(Saved data entries):
--- --- ---

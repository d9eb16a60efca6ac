// SPDX-FileCopyrightText: 2025 Contributors to the pinflow project.
// SPDX-License-Identifier: Apache-2.0

use std::sync::{Arc, Mutex, MutexGuard};

use pinflow::{AudioFormat, Error, Result};

/// Playback device contract.
///
/// The renderer drives a device from its receive path and its state
/// changes. Writes run without the filter lock, so a state change can reach
/// the device while a write is blocked; implementations synchronise
/// internally. They buffer what they are given and play it out on their
/// own clock.
pub trait AudioDevice: Send + Sync {
    /// Prepares playback of interleaved PCM in `format`.
    fn open(&self, format: &AudioFormat) -> Result<()>;

    /// Appends interleaved PCM. May block while the device buffer is full.
    fn write(&self, data: &[u8]) -> Result<()>;

    fn play(&self) -> Result<()>;

    fn pause(&self) -> Result<()>;

    /// Stops playback and drops buffered audio. The device can be opened again.
    fn stop(&self);

    /// Frames played since the last open.
    fn cursor(&self) -> Result<u64>;
}

/// What a [`MemoryDevice`] has been told.
#[derive(Clone, Debug, Default)]
pub struct MemoryState {
    pub format: Option<AudioFormat>,
    pub data: Vec<u8>,
    pub playing: bool,
    pub opens: usize,
    pub stops: usize,
    /// Frames written while paused, played out on the next `play`
    pub queued_frames: u64,
    pub played_frames: u64,
}

/// In-memory device that "plays" audio as soon as it is written while
/// playing. Clones share state, so tests keep one and hand the other to
/// the renderer.
#[derive(Clone, Debug, Default)]
pub struct MemoryDevice {
    state: Arc<Mutex<MemoryState>>,
}

impl MemoryDevice {
    pub fn new() -> Self {
        Self::default()
    }

    fn lock(&self) -> Result<MutexGuard<'_, MemoryState>> {
        self.state
            .lock()
            .map_err(|_| Error::Other("Failed to lock memory device: lock poisoned".into()))
    }

    /// A copy of the device state.
    pub fn snapshot(&self) -> Result<MemoryState> {
        Ok(self.lock()?.clone())
    }
}

impl AudioDevice for MemoryDevice {
    fn open(&self, format: &AudioFormat) -> Result<()> {
        if format.block_align() == 0 {
            return Err(Error::InvalidArg("audio format without frame size".into()));
        }
        let mut state = self.lock()?;
        state.format = Some(format.clone());
        state.data.clear();
        state.playing = false;
        state.queued_frames = 0;
        state.played_frames = 0;
        state.opens += 1;
        Ok(())
    }

    fn write(&self, data: &[u8]) -> Result<()> {
        let mut state = self.lock()?;
        let block_align = state
            .format
            .as_ref()
            .map(AudioFormat::block_align)
            .ok_or_else(|| Error::InvalidArg("device is not open".into()))?;
        let frames = (data.len() / block_align) as u64;
        state.data.extend_from_slice(data);
        if state.playing {
            state.played_frames += frames;
        } else {
            state.queued_frames += frames;
        }
        Ok(())
    }

    fn play(&self) -> Result<()> {
        let mut state = self.lock()?;
        state.playing = true;
        state.played_frames += std::mem::take(&mut state.queued_frames);
        Ok(())
    }

    fn pause(&self) -> Result<()> {
        self.lock()?.playing = false;
        Ok(())
    }

    fn stop(&self) {
        if let Ok(mut state) = self.lock() {
            state.playing = false;
            state.queued_frames = 0;
            state.stops += 1;
        }
    }

    fn cursor(&self) -> Result<u64> {
        Ok(self.lock()?.played_frames)
    }
}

--- --- ---

(Your goal): Which lines above hold the word "playing"? Copy each of them.

(Reply):
    pub playing: bool,
/// playing. Clones share state, so tests keep one and hand the other to
        state.playing = false;
        if state.playing {
        state.playing = true;
        self.lock()?.playing = false;
            state.playing = false;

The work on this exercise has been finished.